__Records for processing__
-- Opening Marker --

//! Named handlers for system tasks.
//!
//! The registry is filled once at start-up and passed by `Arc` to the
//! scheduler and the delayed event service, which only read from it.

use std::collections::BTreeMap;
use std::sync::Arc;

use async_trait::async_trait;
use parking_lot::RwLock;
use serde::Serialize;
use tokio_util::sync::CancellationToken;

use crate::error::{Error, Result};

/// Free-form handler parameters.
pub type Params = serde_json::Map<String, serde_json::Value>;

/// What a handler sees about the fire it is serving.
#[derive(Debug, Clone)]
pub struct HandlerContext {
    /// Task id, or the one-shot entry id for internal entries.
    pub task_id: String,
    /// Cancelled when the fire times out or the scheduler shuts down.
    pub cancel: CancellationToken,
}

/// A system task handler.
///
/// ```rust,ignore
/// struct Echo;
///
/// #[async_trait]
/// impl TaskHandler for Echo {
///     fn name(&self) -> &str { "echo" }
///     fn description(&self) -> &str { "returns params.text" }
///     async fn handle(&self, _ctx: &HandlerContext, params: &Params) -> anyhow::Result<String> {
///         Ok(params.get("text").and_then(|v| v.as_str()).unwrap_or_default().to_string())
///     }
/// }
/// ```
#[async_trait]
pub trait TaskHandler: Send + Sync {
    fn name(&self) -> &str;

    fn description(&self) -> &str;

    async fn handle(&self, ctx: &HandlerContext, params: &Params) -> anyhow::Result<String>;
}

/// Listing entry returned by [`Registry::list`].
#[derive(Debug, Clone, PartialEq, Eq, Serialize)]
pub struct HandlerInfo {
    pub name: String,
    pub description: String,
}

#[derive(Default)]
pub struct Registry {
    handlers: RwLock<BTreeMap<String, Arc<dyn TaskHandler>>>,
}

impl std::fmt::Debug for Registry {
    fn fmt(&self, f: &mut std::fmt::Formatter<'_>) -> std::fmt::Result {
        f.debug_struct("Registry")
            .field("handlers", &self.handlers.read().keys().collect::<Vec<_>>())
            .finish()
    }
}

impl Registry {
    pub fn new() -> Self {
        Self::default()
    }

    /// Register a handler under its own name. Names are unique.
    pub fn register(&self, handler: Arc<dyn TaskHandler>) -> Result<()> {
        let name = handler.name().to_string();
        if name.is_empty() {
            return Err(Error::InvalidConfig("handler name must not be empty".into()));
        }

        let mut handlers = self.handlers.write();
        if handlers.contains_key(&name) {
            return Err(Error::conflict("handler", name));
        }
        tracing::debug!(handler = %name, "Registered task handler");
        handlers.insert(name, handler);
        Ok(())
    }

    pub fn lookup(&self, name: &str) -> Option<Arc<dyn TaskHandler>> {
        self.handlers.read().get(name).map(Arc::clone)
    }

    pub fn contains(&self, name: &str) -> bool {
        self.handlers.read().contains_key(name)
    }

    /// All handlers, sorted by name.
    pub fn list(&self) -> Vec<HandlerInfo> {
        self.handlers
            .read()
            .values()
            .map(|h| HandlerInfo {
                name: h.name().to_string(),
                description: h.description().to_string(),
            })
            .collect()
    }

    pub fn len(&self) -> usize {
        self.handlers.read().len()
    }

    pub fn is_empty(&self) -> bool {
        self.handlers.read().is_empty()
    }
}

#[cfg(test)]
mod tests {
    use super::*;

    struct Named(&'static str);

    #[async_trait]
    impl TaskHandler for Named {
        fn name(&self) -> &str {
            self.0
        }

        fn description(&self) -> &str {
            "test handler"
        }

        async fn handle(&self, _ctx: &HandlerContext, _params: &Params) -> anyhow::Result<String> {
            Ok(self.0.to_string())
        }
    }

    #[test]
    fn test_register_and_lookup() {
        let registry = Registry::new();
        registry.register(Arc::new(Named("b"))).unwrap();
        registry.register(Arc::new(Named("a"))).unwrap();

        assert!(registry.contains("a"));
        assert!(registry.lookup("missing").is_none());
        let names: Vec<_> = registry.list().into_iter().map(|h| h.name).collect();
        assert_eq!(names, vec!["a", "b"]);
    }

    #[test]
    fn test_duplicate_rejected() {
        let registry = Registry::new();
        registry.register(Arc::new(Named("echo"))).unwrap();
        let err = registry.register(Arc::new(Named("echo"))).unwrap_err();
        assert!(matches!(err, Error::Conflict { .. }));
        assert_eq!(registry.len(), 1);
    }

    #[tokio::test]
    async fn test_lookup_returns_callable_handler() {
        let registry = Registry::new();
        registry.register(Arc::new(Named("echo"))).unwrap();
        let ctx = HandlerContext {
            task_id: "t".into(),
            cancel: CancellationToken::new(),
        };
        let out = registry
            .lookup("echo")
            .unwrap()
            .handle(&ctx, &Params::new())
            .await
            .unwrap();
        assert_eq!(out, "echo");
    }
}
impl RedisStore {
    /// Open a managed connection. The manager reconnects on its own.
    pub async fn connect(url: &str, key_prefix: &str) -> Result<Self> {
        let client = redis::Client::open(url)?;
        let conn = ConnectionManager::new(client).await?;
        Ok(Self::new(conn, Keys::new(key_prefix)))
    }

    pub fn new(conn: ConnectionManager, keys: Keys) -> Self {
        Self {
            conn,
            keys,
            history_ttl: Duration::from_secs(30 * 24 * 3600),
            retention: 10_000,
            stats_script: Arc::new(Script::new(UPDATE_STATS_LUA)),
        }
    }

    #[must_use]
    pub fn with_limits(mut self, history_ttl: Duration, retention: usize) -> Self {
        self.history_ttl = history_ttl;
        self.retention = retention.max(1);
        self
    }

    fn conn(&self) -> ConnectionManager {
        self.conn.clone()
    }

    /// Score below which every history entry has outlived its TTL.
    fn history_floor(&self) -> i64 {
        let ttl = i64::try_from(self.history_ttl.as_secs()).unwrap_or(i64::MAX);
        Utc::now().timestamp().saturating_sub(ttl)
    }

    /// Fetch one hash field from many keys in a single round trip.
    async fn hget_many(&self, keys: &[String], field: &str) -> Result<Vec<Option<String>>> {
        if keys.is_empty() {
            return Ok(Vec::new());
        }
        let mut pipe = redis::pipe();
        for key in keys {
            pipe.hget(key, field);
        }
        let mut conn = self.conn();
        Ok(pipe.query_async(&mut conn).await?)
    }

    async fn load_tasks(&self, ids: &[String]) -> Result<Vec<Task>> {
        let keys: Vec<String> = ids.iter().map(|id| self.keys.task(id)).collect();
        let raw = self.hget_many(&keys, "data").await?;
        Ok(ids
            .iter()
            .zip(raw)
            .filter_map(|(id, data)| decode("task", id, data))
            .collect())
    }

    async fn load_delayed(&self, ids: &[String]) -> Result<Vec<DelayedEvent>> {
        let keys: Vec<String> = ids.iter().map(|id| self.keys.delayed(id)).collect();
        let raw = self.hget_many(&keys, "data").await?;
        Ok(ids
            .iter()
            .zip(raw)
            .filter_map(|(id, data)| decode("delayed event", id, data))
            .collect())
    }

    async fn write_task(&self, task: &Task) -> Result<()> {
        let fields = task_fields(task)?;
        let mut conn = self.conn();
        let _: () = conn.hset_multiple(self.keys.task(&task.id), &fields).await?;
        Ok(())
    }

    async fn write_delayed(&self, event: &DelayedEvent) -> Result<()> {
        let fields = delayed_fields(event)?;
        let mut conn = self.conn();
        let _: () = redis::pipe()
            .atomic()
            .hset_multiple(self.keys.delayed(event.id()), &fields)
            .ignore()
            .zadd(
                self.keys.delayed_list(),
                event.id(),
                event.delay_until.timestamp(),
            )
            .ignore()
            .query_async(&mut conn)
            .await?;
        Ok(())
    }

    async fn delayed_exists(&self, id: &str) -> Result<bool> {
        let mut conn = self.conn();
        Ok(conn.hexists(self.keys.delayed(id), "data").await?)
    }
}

-- Closing Marker --

__Exercise__
All of the material above needs to be transcribed verbatim.

__Written response__
//! Named handlers for system tasks.
//!
//! The registry is filled once at start-up and passed by `Arc` to the
//! scheduler and the delayed event service, which only read from it.

use std::collections::BTreeMap;
use std::sync::Arc;

use async_trait::async_trait;
use parking_lot::RwLock;
use serde::Serialize;
use tokio_util::sync::CancellationToken;

use crate::error::{Error, Result};

/// Free-form handler parameters.
pub type Params = serde_json::Map<String, serde_json::Value>;

/// What a handler sees about the fire it is serving.
#[derive(Debug, Clone)]
pub struct HandlerContext {
    /// Task id, or the one-shot entry id for internal entries.
    pub task_id: String,
    /// Cancelled when the fire times out or the scheduler shuts down.
    pub cancel: CancellationToken,
}

/// A system task handler.
///
/// ```rust,ignore
/// struct Echo;
///
/// #[async_trait]
/// impl TaskHandler for Echo {
///     fn name(&self) -> &str { "echo" }
///     fn description(&self) -> &str { "returns params.text" }
///     async fn handle(&self, _ctx: &HandlerContext, params: &Params) -> anyhow::Result<String> {
///         Ok(params.get("text").and_then(|v| v.as_str()).unwrap_or_default().to_string())
///     }
/// }
/// ```
#[async_trait]
pub trait TaskHandler: Send + Sync {
    fn name(&self) -> &str;

    fn description(&self) -> &str;

    async fn handle(&self, ctx: &HandlerContext, params: &Params) -> anyhow::Result<String>;
}

/// Listing entry returned by [`Registry::list`].
#[derive(Debug, Clone, PartialEq, Eq, Serialize)]
pub struct HandlerInfo {
    pub name: String,
    pub description: String,
}

#[derive(Default)]
pub struct Registry {
    handlers: RwLock<BTreeMap<String, Arc<dyn TaskHandler>>>,
}

impl std::fmt::Debug for Registry {
    fn fmt(&self, f: &mut std::fmt::Formatter<'_>) -> std::fmt::Result {
        f.debug_struct("Registry")
            .field("handlers", &self.handlers.read().keys().collect::<Vec<_>>())
            .finish()
    }
}

impl Registry {
    pub fn new() -> Self {
        Self::default()
    }

    /// Register a handler under its own name. Names are unique.
    pub fn register(&self, handler: Arc<dyn TaskHandler>) -> Result<()> {
        let name = handler.name().to_string();
        if name.is_empty() {
            return Err(Error::InvalidConfig("handler name must not be empty".into()));
        }

        let mut handlers = self.handlers.write();
        if handlers.contains_key(&name) {
            return Err(Error::conflict("handler", name));
        }
        tracing::debug!(handler = %name, "Registered task handler");
        handlers.insert(name, handler);
        Ok(())
    }

    pub fn lookup(&self, name: &str) -> Option<Arc<dyn TaskHandler>> {
        self.handlers.read().get(name).map(Arc::clone)
    }

    pub fn contains(&self, name: &str) -> bool {
        self.handlers.read().contains_key(name)
    }

    /// All handlers, sorted by name.
    pub fn list(&self) -> Vec<HandlerInfo> {
        self.handlers
            .read()
            .values()
            .map(|h| HandlerInfo {
                name: h.name().to_string(),
                description: h.description().to_string(),
            })
            .collect()
    }

    pub fn len(&self) -> usize {
        self.handlers.read().len()
    }

    pub fn is_empty(&self) -> bool {
        self.handlers.read().is_empty()
    }
}

#[cfg(test)]
mod tests {
    use super::*;

    struct Named(&'static str);

    #[async_trait]
    impl TaskHandler for Named {
        fn name(&self) -> &str {
            self.0
        }

        fn description(&self) -> &str {
            "test handler"
        }

        async fn handle(&self, _ctx: &HandlerContext, _params: &Params) -> anyhow::Result<String> {
            Ok(self.0.to_string())
        }
    }

    #[test]
    fn test_register_and_lookup() {
        let registry = Registry::new();
        registry.register(Arc::new(Named("b"))).unwrap();
        registry.register(Arc::new(Named("a"))).unwrap();

        assert!(registry.contains("a"));
        assert!(registry.lookup("missing").is_none());
        let names: Vec<_> = registry.list().into_iter().map(|h| h.name).collect();
        assert_eq!(names, vec!["a", "b"]);
    }

    #[test]
    fn test_duplicate_rejected() {
        let registry = Registry::new();
        registry.register(Arc::new(Named("echo"))).unwrap();
        let err = registry.register(Arc::new(Named("echo"))).unwrap_err();
        assert!(matches!(err, Error::Conflict { .. }));
        assert_eq!(registry.len(), 1);
    }

    #[tokio::test]
    async fn test_lookup_returns_callable_handler() {
        let registry = Registry::new();
        registry.register(Arc::new(Named("echo"))).unwrap();
        let ctx = HandlerContext {
            task_id: "t".into(),
            cancel: CancellationToken::new(),
        };
        let out = registry
            .lookup("echo")
            .unwrap()
            .handle(&ctx, &Params::new())
            .await
            .unwrap();
        assert_eq!(out, "echo");
    }
}
impl RedisStore {
    /// Open a managed connection. The manager reconnects on its own.
    pub async fn connect(url: &str, key_prefix: &str) -> Result<Self> {
        let client = redis::Client::open(url)?;
        let conn = ConnectionManager::new(client).await?;
        Ok(Self::new(conn, Keys::new(key_prefix)))
    }

    pub fn new(conn: ConnectionManager, keys: Keys) -> Self {
        Self {
            conn,
            keys,
            history_ttl: Duration::from_secs(30 * 24 * 3600),
            retention: 10_000,
            stats_script: Arc::new(Script::new(UPDATE_STATS_LUA)),
        }
    }

    #[must_use]
    pub fn with_limits(mut self, history_ttl: Duration, retention: usize) -> Self {
        self.history_ttl = history_ttl;
        self.retention = retention.max(1);
        self
    }

    fn conn(&self) -> ConnectionManager {
        self.conn.clone()
    }

    /// Score below which every history entry has outlived its TTL.
    fn history_floor(&self) -> i64 {
        let ttl = i64::try_from(self.history_ttl.as_secs()).unwrap_or(i64::MAX);
        Utc::now().timestamp().saturating_sub(ttl)
    }

    /// Fetch one hash field from many keys in a single round trip.
    async fn hget_many(&self, keys: &[String], field: &str) -> Result<Vec<Option<String>>> {
        if keys.is_empty() {
            return Ok(Vec::new());
        }
        let mut pipe = redis::pipe();
        for key in keys {
            pipe.hget(key, field);
        }
        let mut conn = self.conn();
        Ok(pipe.query_async(&mut conn).await?)
    }

    async fn load_tasks(&self, ids: &[String]) -> Result<Vec<Task>> {
        let keys: Vec<String> = ids.iter().map(|id| self.keys.task(id)).collect();
        let raw = self.hget_many(&keys, "data").await?;
        Ok(ids
            .iter()
            .zip(raw)
            .filter_map(|(id, data)| decode("task", id, data))
            .collect())
    }

    async fn load_delayed(&self, ids: &[String]) -> Result<Vec<DelayedEvent>> {
        let keys: Vec<String> = ids.iter().map(|id| self.keys.delayed(id)).collect();
        let raw = self.hget_many(&keys, "data").await?;
        Ok(ids
            .iter()
            .zip(raw)
            .filter_map(|(id, data)| decode("delayed event", id, data))
            .collect())
    }

    async fn write_task(&self, task: &Task) -> Result<()> {
        let fields = task_fields(task)?;
        let mut conn = self.conn();
        let _: () = conn.hset_multiple(self.keys.task(&task.id), &fields).await?;
        Ok(())
    }

    async fn write_delayed(&self, event: &DelayedEvent) -> Result<()> {
        let fields = delayed_fields(event)?;
        let mut conn = self.conn();
        let _: () = redis::pipe()
            .atomic()
            .hset_multiple(self.keys.delayed(event.id()), &fields)
            .ignore()
            .zadd(
                self.keys.delayed_list(),
                event.id(),
                event.delay_until.timestamp(),
            )
            .ignore()
            .query_async(&mut conn)
            .await?;
        Ok(())
    }

    async fn delayed_exists(&self, id: &str) -> Result<bool> {
        let mut conn = self.conn();
        Ok(conn.hexists(self.keys.delayed(id), "data").await?)
    }
}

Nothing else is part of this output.